Cacao beans (the raw ingredient in chocolate) will be much less plentiful over the next few decades. Rising temperatures and falling water supplies are the biggest problem In Africa countries such as Ghana and Cote d’Ivoire, temperatures are expected to rise to by at least 2°C before 2050. This will increase transpiration in the cocoa trees, causing them to lose more water to the atmosphere and reducing their success of production.
Climate change is contributing to rising levels of carbon dioxide in the ocean. This is leading to ocean acidification that could threaten a wide range of edible ocean species. As acidification increases, the amount of calcium carbonate (a key building block for shells and skeletons of many shellfish) declines. Warming oceans are also leading to wide spread fish migrations. Cold water fish are heading north, with tropical fish replacing them.
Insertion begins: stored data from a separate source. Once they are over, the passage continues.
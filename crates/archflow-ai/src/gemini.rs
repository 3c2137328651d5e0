use async_trait::async_trait;
use reqwest::{Client, StatusCode};
use serde::{Deserialize, Serialize};
use serde_json::json;
use std::time::Duration;
use tokio::time::timeout;
use tracing::debug;

use crate::provider::{GenerativeProvider, ProviderError, ProviderResult};

const DEFAULT_API_BASE: &str = "https://generativelanguage.googleapis.com/v1beta";
const DEFAULT_TIMEOUT_SECS: u64 = 30;

#[derive(Debug, Clone)]
pub struct GeminiConfig {
    pub base_url: String,
    /// Bound on a single generation attempt, including connect time.
    pub timeout: Duration,
}

impl Default for GeminiConfig {
    fn default() -> Self {
        Self {
            base_url: DEFAULT_API_BASE.to_string(),
            timeout: Duration::from_secs(DEFAULT_TIMEOUT_SECS),
        }
    }
}

/// Client for Google-style `generateContent` endpoints, requesting
/// schema-constrained JSON output.
pub struct GeminiClient {
    client: Client,
    config: GeminiConfig,
}

impl GeminiClient {
    pub fn new(config: GeminiConfig) -> Self {
        Self {
            client: Client::new(),
            config,
        }
    }
}

#[derive(Debug, Serialize)]
#[serde(rename_all = "camelCase")]
struct GenerateRequest {
    contents: Vec<Content>,
    generation_config: GenerationConfig,
}

#[derive(Debug, Serialize, Deserialize)]
struct Content {
    #[serde(default)]
    parts: Vec<Part>,
}

#[derive(Debug, Serialize, Deserialize)]
struct Part {
    #[serde(default)]
    text: String,
}

#[derive(Debug, Serialize)]
#[serde(rename_all = "camelCase")]
struct GenerationConfig {
    response_mime_type: String,
    response_schema: serde_json::Value,
}

#[derive(Debug, Deserialize)]
struct GenerateResponse {
    #[serde(default)]
    candidates: Vec<Candidate>,
}

#[derive(Debug, Deserialize)]
struct Candidate {
    content: Option<Content>,
}

/// Schema for the assessment completion: complexity enum, suggestion list,
/// confidence number.
fn assessment_schema() -> serde_json::Value {
    json!({
        "type": "object",
        "properties": {
            "complexity": { "type": "string", "enum": ["low", "medium", "high"] },
            "suggestions": { "type": "array", "items": { "type": "string" } },
            "confidence": { "type": "number" }
        },
        "required": ["complexity", "suggestions", "confidence"]
    })
}

fn classify_failure(status: StatusCode, message: String, model: &str) -> ProviderError {
    match status {
        StatusCode::NOT_FOUND => ProviderError::ModelNotFound(model.to_string()),
        StatusCode::UNAUTHORIZED | StatusCode::FORBIDDEN => ProviderError::InvalidApiKey(message),
        // The upstream reports a bad key as a 400 INVALID_ARGUMENT.
        StatusCode::BAD_REQUEST if message.contains("API key") => {
            ProviderError::InvalidApiKey(message)
        }
        _ => ProviderError::Upstream {
            status: status.as_u16(),
            message,
        },
    }
}

#[async_trait]
impl GenerativeProvider for GeminiClient {
    async fn generate(&self, api_key: &str, model: &str, prompt: &str) -> ProviderResult<String> {
        let url = format!("{}/models/{}:generateContent", self.config.base_url, model);
        let request = GenerateRequest {
            contents: vec![Content {
                parts: vec![Part {
                    text: prompt.to_string(),
                }],
            }],
            generation_config: GenerationConfig {
                response_mime_type: "application/json".to_string(),
                response_schema: assessment_schema(),
            },
        };

        debug!(model, "sending structured generation request");

        let response = timeout(
            self.config.timeout,
            self.client
                .post(&url)
                .header("x-goog-api-key", api_key)
                .json(&request)
                .send(),
        )
        .await
        .map_err(|_| ProviderError::Timeout(self.config.timeout.as_secs()))?
        .map_err(|e| ProviderError::Network(e.to_string()))?;

        let status = response.status();
        if !status.is_success() {
            let message = response
                .text()
                .await
                .unwrap_or_else(|_| "unknown error".to_string());
            return Err(classify_failure(status, message, model));
        }

        let body: GenerateResponse = response
            .json()
            .await
            .map_err(|e| ProviderError::Parse(e.to_string()))?;

        let text: String = body
            .candidates
            .into_iter()
            .next()
            .and_then(|c| c.content)
            .map(|c| {
                c.parts
                    .into_iter()
                    .map(|p| p.text)
                    .collect::<Vec<_>>()
                    .join("")
            })
            .unwrap_or_default();

        if text.trim().is_empty() {
            return Err(ProviderError::EmptyResponse);
        }
        Ok(text)
    }

    fn provider_name(&self) -> &str {
        "gemini"
    }
}

#[cfg(test)]
mod tests {
    use super::*;

    #[test]
    fn not_found_maps_to_model_not_found() {
        let err = classify_failure(
            StatusCode::NOT_FOUND,
            "model missing".to_string(),
            "gemini-x",
        );
        assert!(matches!(err, ProviderError::ModelNotFound(m) if m == "gemini-x"));
    }

    #[test]
    fn auth_statuses_map_to_invalid_key() {
        for status in [StatusCode::UNAUTHORIZED, StatusCode::FORBIDDEN] {
            let err = classify_failure(status, "denied".to_string(), "gemini-x");
            assert!(matches!(err, ProviderError::InvalidApiKey(_)));
        }
    }

    #[test]
    fn bad_request_mentioning_key_maps_to_invalid_key() {
        let err = classify_failure(
            StatusCode::BAD_REQUEST,
            "API key not valid".to_string(),
            "gemini-x",
        );
        assert!(matches!(err, ProviderError::InvalidApiKey(_)));

        let err = classify_failure(
            StatusCode::BAD_REQUEST,
            "malformed request".to_string(),
            "gemini-x",
        );
        assert!(matches!(err, ProviderError::Upstream { status: 400, .. }));
    }

    #[test]
    fn other_statuses_map_to_upstream() {
        let err = classify_failure(
            StatusCode::INTERNAL_SERVER_ERROR,
            "boom".to_string(),
            "gemini-x",
        );
        assert!(matches!(err, ProviderError::Upstream { status: 500, .. }));
    }
}
use thiserror::Error;

#[derive(Error, Debug)]
pub enum ArchFlowError {
    #[error("IO error: {0}")]
    Io(#[from] std::io::Error),

    #[error("Serialization error: {0}")]
    Serialization(#[from] serde_json::Error),

    #[error("Validation error: {0}")]
    Validation(String),

    #[error("Invalid credentials")]
    InvalidCredentials,

    #[error("User already exists")]
    DuplicateUser,

    #[error("Not found: {0}")]
    NotFound(String),

    #[error("Token error: {0}")]
    Token(String),

    #[error("Store error: {0}")]
    Store(String),

    #[error("Configuration error: {0}")]
    Config(String),

    #[error("Internal error: {0}")]
    Internal(String),
}

pub type Result<T> = std::result::Result<T, ArchFlowError>;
The honeybee is already at risk due to the loss of biodiversity, destruction of habitat and lack of forage. Bee-killing pesticides are particular threats for honeybees and climate change is an additional cause for concern. The honeybees are an important aspect to the health of local plants and in some countries, when drought destroys all the flowers, there’s no nectar for the bees to collect. Bees have become confused by plants flowering ealier than normal because of rise in temperatures and it’s clear that climate change will quickly affect the world’s honey supply if nothing is done to stop it.